Assignment:
Write out again, exactly, the lines below starting at the one with "nonce length in bytes" and ending at the one with "let mut nonce = [0u8; NONCE_LEN];".

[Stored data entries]
**********
//! Runtime configuration.
//!
//! Credentials and paths come from the environment (a `.env` file is loaded
//! first by the binary). Ranking rules are an immutable [`RankingConfig`]
//! value, built in or loaded from JSON, and injected into the ranker.

use std::collections::{BTreeMap, BTreeSet};
use std::path::PathBuf;
use std::time::Duration;

use anyhow::{Context, Result, anyhow};
use serde::Deserialize;

use crate::slug::country_id;

/// Environment-derived settings shared by every command.
#[derive(Debug, Clone, PartialEq)]
pub struct AppConfig {
    pub store_dir: PathBuf,
    pub google_maps_api_key: Option<String>,
    pub pexels_api_key: Option<String>,
    pub bigquery_project_id: Option<String>,
    pub bigquery_access_token: Option<String>,
}

impl AppConfig {
    pub fn from_env() -> Self {
        Self::from_lookup(|name| std::env::var(name).ok())
    }

    fn from_lookup(lookup: impl Fn(&str) -> Option<String>) -> Self {
        let non_empty = |name: &str| lookup(name).filter(|v| !v.trim().is_empty());
        Self {
            store_dir: non_empty("STORE_DIR")
                .map(PathBuf::from)
                .unwrap_or_else(|| PathBuf::from("data/store")),
            google_maps_api_key: non_empty("GOOGLE_MAPS_API_KEY"),
            pexels_api_key: non_empty("PEXELS_API_KEY"),
            bigquery_project_id: non_empty("BIGQUERY_PROJECT_ID"),
            bigquery_access_token: non_empty("BIGQUERY_ACCESS_TOKEN"),
        }
    }
}

/// Returns a credential or names the variable that should hold it.
pub fn require<'a>(value: &'a Option<String>, name: &str) -> Result<&'a str> {
    value
        .as_deref()
        .ok_or_else(|| anyhow!("{name} must be set"))
}

/// Country exclusions and per-country caps for the destination ranking.
///
/// Country keys are canonical slugs (`unitedstates`). On disk:
/// ```json
/// {
///   "excluded": ["russia"],
///   "defaultCap": 5,
///   "caps": { "india": 10, "china": 10, "unitedstates": 10 }
/// }
/// ```
#[derive(Debug, Clone, PartialEq, Deserialize)]
#[serde(rename_all = "camelCase", default)]
pub struct RankingConfig {
    pub excluded: BTreeSet<String>,
    pub default_cap: usize,
    pub caps: BTreeMap<String, usize>,
}

impl Default for RankingConfig {
    fn default() -> Self {
        Self {
            excluded: BTreeSet::from(["russia".to_string()]),
            default_cap: 5,
            caps: BTreeMap::from([
                ("india".to_string(), 10),
                ("china".to_string(), 10),
                ("unitedstates".to_string(), 10),
            ]),
        }
    }
}

impl RankingConfig {
    /// Loads the config from a JSON file at `path`. Missing keys take their
    /// defaults; country names are normalized to slugs.
    pub fn load(path: &str) -> Result<Self> {
        let content = std::fs::read_to_string(path)
            .with_context(|| format!("failed to read ranking config {path}"))?;
        Self::from_json(&content)
    }

    pub fn from_json(content: &str) -> Result<Self> {
        let raw: RankingConfig = serde_json::from_str(content)?;
        Ok(Self {
            excluded: raw.excluded.iter().map(|c| country_id(c)).collect(),
            default_cap: raw.default_cap,
            caps: raw
                .caps
                .into_iter()
                .map(|(country, cap)| (country_id(&country), cap))
                .collect(),
        })
    }

    pub fn is_excluded(&self, country: &str) -> bool {
        self.excluded.contains(country)
    }

    pub fn cap_for(&self, country: &str) -> usize {
        self.caps.get(country).copied().unwrap_or(self.default_cap)
    }
}

/// Which destinations an enrichment run visits and where it reports.
#[derive(Debug, Clone, PartialEq)]
pub struct EnrichmentSettings {
    /// Destinations skipped, counted in ascending rank order.
    pub offset: usize,
    pub limit: usize,
    /// Upper bound on the joint download/upload throughput lookup.
    pub speed_timeout: Duration,
    pub report_path: PathBuf,
}

impl Default for EnrichmentSettings {
    fn default() -> Self {
        Self {
            offset: 60,
            limit: 100,
            speed_timeout: Duration::from_secs(60),
            report_path: PathBuf::from("missing_values_report.csv"),
        }
    }
}
use std::time::Duration;

use super::client::HttpClient;
use async_trait::async_trait;

/// Plain `reqwest` client with request and connect timeouts.
pub struct BasicClient(reqwest::Client);

impl BasicClient {
    pub fn new() -> anyhow::Result<Self> {
        Self::with_timeout(Duration::from_secs(30))
    }

    pub fn with_timeout(timeout: Duration) -> anyhow::Result<Self> {
        let client = reqwest::Client::builder()
            .timeout(timeout)
            .connect_timeout(Duration::from_secs(10))
            .gzip(true)
            .build()?;
        Ok(Self(client))
    }
}

#[async_trait]
impl HttpClient for BasicClient {
    async fn execute(&self, req: reqwest::Request) -> reqwest::Result<reqwest::Response> {
        self.0.execute(req).await
    }
}
use std::path::Path;

use serde::Serialize;

use crate::error::{Result, Signal};
use crate::output;

pub const MISSING_VALUES_HEADER: &[&str] = &[
    "City",
    "Country",
    "Missing PlaceID",
    "Missing Internet Speed",
    "Missing Safety Score",
    "Missing Cost of Living",
    "Missing Photos",
];

/// Which signals one destination ended up without.
#[derive(Debug, Clone, Default, PartialEq, Eq, Serialize)]
pub struct MissingValueReport {
    pub city: String,
    pub country: String,
    pub missing_place_id: bool,
    pub missing_speed: bool,
    pub missing_safety: bool,
    pub missing_cost_of_living: bool,
    pub missing_photos: bool,
}

impl MissingValueReport {
    pub fn new(city: &str, country: &str) -> Self {
        Self {
            city: city.to_string(),
            country: country.to_string(),
            ..Default::default()
        }
    }

    pub fn mark_missing(&mut self, signal: Signal) {
        match signal {
            Signal::PlaceId => self.missing_place_id = true,
            Signal::InternetSpeed => self.missing_speed = true,
            Signal::Safety => self.missing_safety = true,
            Signal::CostOfLiving => self.missing_cost_of_living = true,
            Signal::Photos => self.missing_photos = true,
        }
    }

    pub fn is_complete(&self) -> bool {
        !(self.missing_place_id
            || self.missing_speed
            || self.missing_safety
            || self.missing_cost_of_living
            || self.missing_photos)
    }
}

pub fn write_report(path: &Path, reports: &[MissingValueReport]) -> Result<()> {
    output::write_csv(path, MISSING_VALUES_HEADER, reports)
}

pub fn report_bytes(reports: &[MissingValueReport]) -> Result<Vec<u8>> {
    output::csv_bytes(MISSING_VALUES_HEADER, reports)
}

#[cfg(test)]
mod tests {
    use super::*;

    #[test]
    fn test_report_rows_are_boolean_strings() {
        let mut report = MissingValueReport::new("Lima", "Peru");
        report.mark_missing(Signal::InternetSpeed);
        report.mark_missing(Signal::Photos);
        assert!(!report.is_complete());

        let csv = String::from_utf8(report_bytes(&[report]).unwrap()).unwrap();
        let lines: Vec<_> = csv.lines().collect();
        assert_eq!(
            lines[0],
            "City,Country,Missing PlaceID,Missing Internet Speed,Missing Safety Score,Missing Cost of Living,Missing Photos"
        );
        assert_eq!(lines[1], "Lima,Peru,false,true,false,false,true");
    }

    #[test]
    fn test_write_report_to_file() {
        let dir = tempfile::tempdir().unwrap();
        let path = dir.path().join("missing_values_report.csv");

        write_report(&path, &[MissingValueReport::new("Quito", "Ecuador")]).unwrap();

        let content = std::fs::read_to_string(&path).unwrap();
        assert!(content.ends_with("Quito,Ecuador,false,false,false,false,false\n"));
    }
}
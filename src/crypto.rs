//! Symmetric Crypto Primitives
//!
//! AES-256-GCM sealing, HKDF-SHA256 key derivation and SHA-256 digests shared
//! by the snapshot manager and the field cipher.

use aes_gcm::{
    aead::{generic_array::GenericArray, Aead, KeyInit},
    Aes256Gcm,
};
use hkdf::Hkdf;
use rand::RngCore;
use sha2::{Digest, Sha256};
use zeroize::Zeroizing;

use crate::error::{KitError, Result};

/// AES-256 key length in bytes
pub const KEY_LEN: usize = 32;

/// GCM nonce length in bytes
pub const NONCE_LEN: usize = 12;

/// GCM authentication tag length in bytes
pub const TAG_LEN: usize = 16;

const KDF_SALT: &[u8] = b"resource_kit/kdf/v1";

/// 256-bit key wiped from memory on drop.
pub type SecretKey = Zeroizing<[u8; KEY_LEN]>;

// == Key Material ==
/// Derives a 256-bit key from `secret`, domain-separated by `info`.
pub fn derive_key(secret: &[u8], info: &str) -> Result<SecretKey> {
    let hk = Hkdf::<Sha256>::new(Some(KDF_SALT), secret);
    let mut key = Zeroizing::new([0u8; KEY_LEN]);
    hk.expand(info.as_bytes(), &mut key[..])
        .map_err(|e| KitError::Encryption(format!("HKDF-SHA256 expansion failed: {e}")))?;
    Ok(key)
}

/// Generates a random 256-bit key.
pub fn random_key() -> SecretKey {
    let mut key = Zeroizing::new([0u8; KEY_LEN]);
    rand::rng().fill_bytes(&mut key[..]);
    key
}

/// Generates a fresh random nonce.
pub fn random_nonce() -> [u8; NONCE_LEN] {
    let mut nonce = [0u8; NONCE_LEN];
    rand::rng().fill_bytes(&mut nonce);
    nonce
}

// == AES-GCM ==
/// Encrypts `plaintext`, returning ciphertext with the tag appended.
pub fn seal(key: &[u8; KEY_LEN], nonce: &[u8; NONCE_LEN], plaintext: &[u8]) -> Result<Vec<u8>> {
    let cipher = Aes256Gcm::new(GenericArray::from_slice(key));
    cipher
        .encrypt(GenericArray::from_slice(nonce), plaintext)
        .map_err(|e| KitError::Encryption(format!("AES-GCM encryption failed: {e}")))
}

/// Decrypts and authenticates `ciphertext` (tag appended).
pub fn open(key: &[u8; KEY_LEN], nonce: &[u8], ciphertext: &[u8]) -> Result<Vec<u8>> {
    if nonce.len() != NONCE_LEN {
        return Err(KitError::Decryption(format!(
            "nonce must be {NONCE_LEN} bytes, got {}",
            nonce.len()
        )));
    }
    let cipher = Aes256Gcm::new(GenericArray::from_slice(key));
    cipher
        .decrypt(GenericArray::from_slice(nonce), ciphertext)
        .map_err(|_| KitError::Decryption("authentication failed".to_string()))
}

/// Encrypts under a fresh nonce and returns `nonce || ciphertext || tag`.
pub fn seal_blob(key: &[u8; KEY_LEN], plaintext: &[u8]) -> Result<Vec<u8>> {
    let nonce = random_nonce();
    let ciphertext = seal(key, &nonce, plaintext)?;

    let mut blob = Vec::with_capacity(NONCE_LEN + ciphertext.len());
    blob.extend_from_slice(&nonce);
    blob.extend_from_slice(&ciphertext);
    Ok(blob)
}

/// Reverses [`seal_blob`].
pub fn open_blob(key: &[u8; KEY_LEN], blob: &[u8]) -> Result<Vec<u8>> {
    if blob.len() < NONCE_LEN + TAG_LEN {
        return Err(KitError::Decryption(format!(
            "sealed blob too short ({} bytes)",
            blob.len()
        )));
    }
    let (nonce, ciphertext) = blob.split_at(NONCE_LEN);
    open(key, nonce, ciphertext)
}

// == Hashing ==
/// Lowercase hex SHA-256 digest of `data`.
pub fn sha256_hex(data: &[u8]) -> String {
    hex::encode(Sha256::digest(data))
}
#[cfg(test)]
mod tests {
    use super::*;
    use tempfile::TempDir;

    struct Fixture {
        _dir: TempDir,
        source: PathBuf,
        manager: Arc<SnapshotManager>,
    }

    async fn fixture() -> Fixture {
        fixture_with(SnapshotConfig {
            max_backups: None,
            ..SnapshotConfig::new("unused")
        })
        .await
    }

    async fn fixture_with(config: SnapshotConfig) -> Fixture {
        let dir = TempDir::new().unwrap();
        let source = dir.path().join("inspection.db");
        fs::write(&source, b"test data").await.unwrap();

        let config = SnapshotConfig {
            backup_dir: dir.path().join("backups"),
            ..config
        };
        let manager = Arc::new(SnapshotManager::new(config, "test-passphrase").unwrap());
        Fixture {
            _dir: dir,
            source,
            manager,
        }
    }

    #[tokio::test]
    async fn test_create_backup_writes_snapshot_and_sidecar() {
        let fx = fixture().await;

        let receipt = fx.manager.create_backup(&fx.source).await.unwrap();

        assert!(receipt.filename.ends_with(".snapshot"));
        assert!(fs::try_exists(&receipt.path).await.unwrap());
        assert_eq!(receipt.hash, crypto::sha256_hex(b"test data"));

        let metadata = fx.manager.get_backup_metadata(&receipt.filename).await.unwrap();
        assert_eq!(metadata.hash, receipt.hash);
        assert_eq!(metadata.timestamp, receipt.timestamp);
        assert_eq!(metadata.size, 9);
        assert!(metadata.encrypted);
    }

    #[tokio::test]
    async fn test_backup_does_not_contain_plaintext() {
        let fx = fixture().await;

        let receipt = fx.manager.create_backup(&fx.source).await.unwrap();
        let stored = fs::read(&receipt.path).await.unwrap();

        assert!(!stored.windows(9).any(|window| window == b"test data"));
    }

    #[tokio::test]
    async fn test_create_backup_missing_source() {
        let fx = fixture().await;

        let result = fx.manager.create_backup(fx.source.with_file_name("gone.db")).await;

        assert!(matches!(result, Err(KitError::Io(_))));
        assert!(fx.manager.list_backups().await.unwrap().is_empty());
    }

    #[tokio::test]
    async fn test_restore_roundtrip_with_safety_snapshot() {
        let fx = fixture().await;
        let receipt = fx.manager.create_backup(&fx.source).await.unwrap();

        fs::write(&fx.source, b"modified data").await.unwrap();
        let report = fx
            .manager
            .restore_from_backup(&receipt.filename, &fx.source)
            .await
            .unwrap();

        assert_eq!(fs::read(&fx.source).await.unwrap(), b"test data");
        assert_eq!(report.restored.filename, receipt.filename);

        let safety = report.safety_snapshot.unwrap();
        assert!(safety.contains("pre_restore"));

        // The safety snapshot holds the content that was overwritten
        let scratch = fx.source.with_file_name("scratch.db");
        fx.manager.restore_from_backup(&safety, &scratch).await.unwrap();
        assert_eq!(fs::read(&scratch).await.unwrap(), b"modified data");
    }

    #[tokio::test]
    async fn test_restore_to_missing_destination_skips_safety_snapshot() {
        let fx = fixture().await;
        let receipt = fx.manager.create_backup(&fx.source).await.unwrap();
        let dest = fx.source.with_file_name("fresh.db");

        let report = fx.manager.restore_from_backup(&receipt.filename, &dest).await.unwrap();

        assert!(report.safety_snapshot.is_none());
        assert_eq!(fs::read(&dest).await.unwrap(), b"test data");
        assert_eq!(fx.manager.list_backups().await.unwrap().len(), 1);
    }

    #[tokio::test]
    async fn test_restore_rejects_tampered_hash() {
        let fx = fixture().await;
        let receipt = fx.manager.create_backup(&fx.source).await.unwrap();

        let sidecar = fx.manager.backup_dir().join(sidecar_filename(&receipt.filename));
        let mut metadata = fx.manager.get_backup_metadata(&receipt.filename).await.unwrap();
        metadata.hash = crypto::sha256_hex(b"something else");
        fs::write(&sidecar, serde_json::to_vec(&metadata).unwrap()).await.unwrap();

        fs::write(&fx.source, b"current data").await.unwrap();
        let result = fx.manager.restore_from_backup(&receipt.filename, &fx.source).await;

        assert!(matches!(result, Err(KitError::InvalidBackup(_))));
        assert_eq!(fs::read(&fx.source).await.unwrap(), b"current data");
        // No safety snapshot is taken for a rejected restore
        assert_eq!(fx.manager.list_backups().await.unwrap().len(), 1);
    }

    #[tokio::test]
    async fn test_restore_rejects_corrupt_ciphertext() {
        let fx = fixture().await;
        let receipt = fx.manager.create_backup(&fx.source).await.unwrap();

        let mut stored = fs::read(&receipt.path).await.unwrap();
        let last = stored.len() - 1;
        stored[last] ^= 0xff;
        fs::write(&receipt.path, stored).await.unwrap();

        let result = fx.manager.restore_from_backup(&receipt.filename, &fx.source).await;
        assert!(matches!(result, Err(KitError::InvalidBackup(_))));
        assert_eq!(fs::read(&fx.source).await.unwrap(), b"test data");
    }

    #[tokio::test]
    async fn test_restore_rejects_missing_sidecar() {
        let fx = fixture().await;
        fs::create_dir_all(fx.manager.backup_dir()).await.unwrap();
        let orphan = "20240101T000000.000000Z.snapshot";
        fs::write(fx.manager.backup_dir().join(orphan), b"invalid data")
            .await
            .unwrap();

        let result = fx.manager.restore_from_backup(orphan, &fx.source).await;
        let err = result.unwrap_err();
        assert!(matches!(err, KitError::InvalidBackup(_)));
        assert!(err.to_string().starts_with("snapshot invalid"));
    }

    #[tokio::test]
    async fn test_restore_rejects_foreign_name() {
        let fx = fixture().await;
        let result = fx.manager.restore_from_backup("../inspection.db", &fx.source).await;
        assert!(matches!(result, Err(KitError::InvalidBackup(_))));
    }

    #[tokio::test]
    async fn test_restore_with_wrong_key_is_invalid() {
        let fx = fixture().await;
        let receipt = fx.manager.create_backup(&fx.source).await.unwrap();

        let other = SnapshotManager::new(fx.manager.config().clone(), "other-passphrase").unwrap();
        let result = other.verify_backup(&receipt.filename).await;
        assert!(matches!(result, Err(KitError::InvalidBackup(_))));
    }

    #[tokio::test]
    async fn test_unencrypted_snapshots_roundtrip() {
        let fx = fixture_with(SnapshotConfig {
            encrypt: false,
            max_backups: None,
            ..SnapshotConfig::new("unused")
        })
        .await;

        let receipt = fx.manager.create_backup(&fx.source).await.unwrap();
        assert_eq!(fs::read(&receipt.path).await.unwrap(), b"test data");
        assert!(!fx.manager.get_backup_metadata(&receipt.filename).await.unwrap().encrypted);

        fs::write(&fx.source, b"changed").await.unwrap();
        fx.manager.restore_from_backup(&receipt.filename, &fx.source).await.unwrap();
        assert_eq!(fs::read(&fx.source).await.unwrap(), b"test data");
    }

    #[tokio::test]
    async fn test_list_backups_newest_first() {
        let fx = fixture().await;

        let mut created = Vec::new();
        for _ in 0..3 {
            created.push(fx.manager.create_backup(&fx.source).await.unwrap().filename);
        }

        let listed: Vec<String> = fx
            .manager
            .list_backups()
            .await
            .unwrap()
            .into_iter()
            .map(|s| s.filename)
            .collect();
        created.reverse();
        assert_eq!(listed, created);
    }

    #[tokio::test]
    async fn test_list_backups_empty_when_dir_missing() {
        let fx = fixture().await;
        assert!(fx.manager.list_backups().await.unwrap().is_empty());
    }

    #[tokio::test]
    async fn test_clean_old_backups_keeps_newest() {
        let fx = fixture().await;

        let mut created = Vec::new();
        for _ in 0..5 {
            created.push(fx.manager.create_backup(&fx.source).await.unwrap().filename);
        }

        let removed = fx.manager.clean_old_backups(3).await.unwrap();
        assert_eq!(removed, 2);

        let remaining: Vec<String> = fx
            .manager
            .list_backups()
            .await
            .unwrap()
            .into_iter()
            .map(|s| s.filename)
            .collect();
        assert_eq!(remaining, vec![created[4].clone(), created[3].clone(), created[2].clone()]);

        // Sidecars of pruned snapshots are gone too
        let sidecar = fx.manager.backup_dir().join(sidecar_filename(&created[0]));
        assert!(!fs::try_exists(sidecar).await.unwrap());
    }

    #[tokio::test]
    async fn test_clean_old_backups_retain_more_than_exist() {
        let fx = fixture().await;
        fx.manager.create_backup(&fx.source).await.unwrap();

        assert_eq!(fx.manager.clean_old_backups(5).await.unwrap(), 0);
        assert_eq!(fx.manager.list_backups().await.unwrap().len(), 1);
    }

    #[tokio::test]
    async fn test_retention_counts_pre_restore_snapshots() {
        let fx = fixture().await;
        let receipt = fx.manager.create_backup(&fx.source).await.unwrap();
        let report = fx
            .manager
            .restore_from_backup(&receipt.filename, &fx.source)
            .await
            .unwrap();

        fx.manager.clean_old_backups(1).await.unwrap();

        let remaining = fx.manager.list_backups().await.unwrap();
        assert_eq!(remaining.len(), 1);
        assert_eq!(Some(remaining[0].filename.clone()), report.safety_snapshot);
    }

    #[tokio::test]
    async fn test_create_backup_applies_max_backups() {
        let fx = fixture_with(SnapshotConfig {
            max_backups: Some(2),
            ..SnapshotConfig::new("unused")
        })
        .await;

        for _ in 0..4 {
            fx.manager.create_backup(&fx.source).await.unwrap();
        }

        assert_eq!(fx.manager.list_backups().await.unwrap().len(), 2);
    }

    #[tokio::test]
    async fn test_delete_backup() {
        let fx = fixture().await;
        let receipt = fx.manager.create_backup(&fx.source).await.unwrap();

        fx.manager.delete_backup(&receipt.filename).await.unwrap();

        assert!(fx.manager.list_backups().await.unwrap().is_empty());
        assert!(matches!(
            fx.manager.delete_backup(&receipt.filename).await,
            Err(KitError::NotFound(_))
        ));
    }

    #[tokio::test]
    async fn test_concurrent_backups_get_distinct_names() {
        let fx = fixture().await;

        let (a, b) = tokio::join!(
            fx.manager.create_backup(&fx.source),
            fx.manager.create_backup(&fx.source)
        );

        assert_ne!(a.unwrap().filename, b.unwrap().filename);
        assert_eq!(fx.manager.list_backups().await.unwrap().len(), 2);
    }

    #[tokio::test]
    async fn test_sidecar_write_failure_removes_snapshot_file() {
        let fx = fixture().await;
        fs::create_dir_all(fx.manager.backup_dir()).await.unwrap();
        let name = "20240101T000000.000000Z.snapshot";
        // A directory where the sidecar should go makes its rename fail
        fs::create_dir(fx.manager.backup_dir().join(sidecar_filename(name)))
            .await
            .unwrap();

        let metadata = SnapshotMetadata {
            hash: crypto::sha256_hex(b"test data"),
            timestamp: Utc::now(),
            size: 9,
            encrypted: false,
        };
        let result = fx.manager.write_pair(name, b"test data", &metadata).await;

        assert!(matches!(result, Err(KitError::Io(_))));
        assert!(!fs::try_exists(fx.manager.backup_dir().join(name)).await.unwrap());
    }

    #[tokio::test]
    async fn test_clean_removes_snapshots_without_metadata() {
        let fx = fixture().await;
        fx.manager.create_backup(&fx.source).await.unwrap();
        let orphan = "20200101T000000.000000Z.snapshot";
        fs::write(fx.manager.backup_dir().join(orphan), b"orphan")
            .await
            .unwrap();

        let removed = fx.manager.clean_old_backups(0).await.unwrap();
        assert_eq!(removed, 2);

        let mut dir = fs::read_dir(fx.manager.backup_dir()).await.unwrap();
        let mut leftover = Vec::new();
        while let Some(entry) = dir.next_entry().await.unwrap() {
            leftover.push(entry.file_name());
        }
        assert!(leftover.is_empty(), "left behind: {leftover:?}");
    }

    #[tokio::test]
    async fn test_retention_failure_does_not_fail_backup() {
        let fx = fixture_with(SnapshotConfig {
            max_backups: Some(1),
            ..SnapshotConfig::new("unused")
        })
        .await;

        // An older "snapshot" that cannot be deleted as a file
        fs::create_dir_all(fx.manager.backup_dir()).await.unwrap();
        let stuck = "20000101T000000.000000Z.snapshot";
        fs::create_dir(fx.manager.backup_dir().join(stuck)).await.unwrap();
        let metadata = SnapshotMetadata {
            hash: crypto::sha256_hex(b"old"),
            timestamp: Utc::now() - chrono::Duration::days(1),
            size: 3,
            encrypted: true,
        };
        fs::write(
            fx.manager.backup_dir().join(sidecar_filename(stuck)),
            serde_json::to_vec(&metadata).unwrap(),
        )
        .await
        .unwrap();

        let receipt = fx.manager.create_backup(&fx.source).await.unwrap();

        assert!(fs::try_exists(&receipt.path).await.unwrap());
        assert!(fx.manager.verify_backup(&receipt.filename).await.is_ok());
    }

    #[tokio::test]
    async fn test_auto_backup_takes_first_snapshot_immediately() {
        let fx = fixture().await;

        fx.manager
            .start_auto_backup(&fx.source, Duration::from_secs(5))
            .await;
        tokio::time::sleep(Duration::from_millis(300)).await;

        assert_eq!(fx.manager.list_backups().await.unwrap().len(), 1);
        assert!(fx.manager.stop_auto_backup().await);
    }

    #[tokio::test]
    async fn test_auto_backup_runs_and_stops() {
        let fx = fixture().await;

        fx.manager
            .start_auto_backup(&fx.source, Duration::from_millis(50))
            .await;
        assert!(fx.manager.is_auto_backup_running().await);

        tokio::time::sleep(Duration::from_millis(180)).await;
        assert!(fx.manager.stop_auto_backup().await);
        assert!(!fx.manager.stop_auto_backup().await);

        // Let a cycle that was already running finish
        tokio::time::sleep(Duration::from_millis(50)).await;
        let count = fx.manager.list_backups().await.unwrap().len();
        assert!(count >= 2);

        tokio::time::sleep(Duration::from_millis(150)).await;
        assert_eq!(fx.manager.list_backups().await.unwrap().len(), count);
    }

    #[tokio::test]
    async fn test_auto_backup_survives_failed_cycles() {
        let fx = fixture().await;
        let missing = fx.source.with_file_name("not-there.db");

        fx.manager
            .start_auto_backup(&missing, Duration::from_millis(30))
            .await;
        tokio::time::sleep(Duration::from_millis(100)).await;

        // Still scheduled after failures; recovers once the source appears
        assert!(fx.manager.is_auto_backup_running().await);
        fs::write(&missing, b"late data").await.unwrap();
        tokio::time::sleep(Duration::from_millis(100)).await;

        assert!(fx.manager.stop_auto_backup().await);
        assert!(!fx.manager.list_backups().await.unwrap().is_empty());
    }

    #[tokio::test]
    async fn test_stop_auto_backup_when_not_running() {
        let fx = fixture().await;
        assert!(!fx.manager.stop_auto_backup().await);
        assert!(!fx.manager.is_auto_backup_running().await);
    }
}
**********
Written answer:
/// GCM nonce length in bytes
pub const NONCE_LEN: usize = 12;

/// GCM authentication tag length in bytes
pub const TAG_LEN: usize = 16;

const KDF_SALT: &[u8] = b"resource_kit/kdf/v1";

/// 256-bit key wiped from memory on drop.
pub type SecretKey = Zeroizing<[u8; KEY_LEN]>;

// == Key Material ==
/// Derives a 256-bit key from `secret`, domain-separated by `info`.
pub fn derive_key(secret: &[u8], info: &str) -> Result<SecretKey> {
    let hk = Hkdf::<Sha256>::new(Some(KDF_SALT), secret);
    let mut key = Zeroizing::new([0u8; KEY_LEN]);
    hk.expand(info.as_bytes(), &mut key[..])
        .map_err(|e| KitError::Encryption(format!("HKDF-SHA256 expansion failed: {e}")))?;
    Ok(key)
}

/// Generates a random 256-bit key.
pub fn random_key() -> SecretKey {
    let mut key = Zeroizing::new([0u8; KEY_LEN]);
    rand::rng().fill_bytes(&mut key[..]);
    key
}

/// Generates a fresh random nonce.
pub fn random_nonce() -> [u8; NONCE_LEN] {
    let mut nonce = [0u8; NONCE_LEN];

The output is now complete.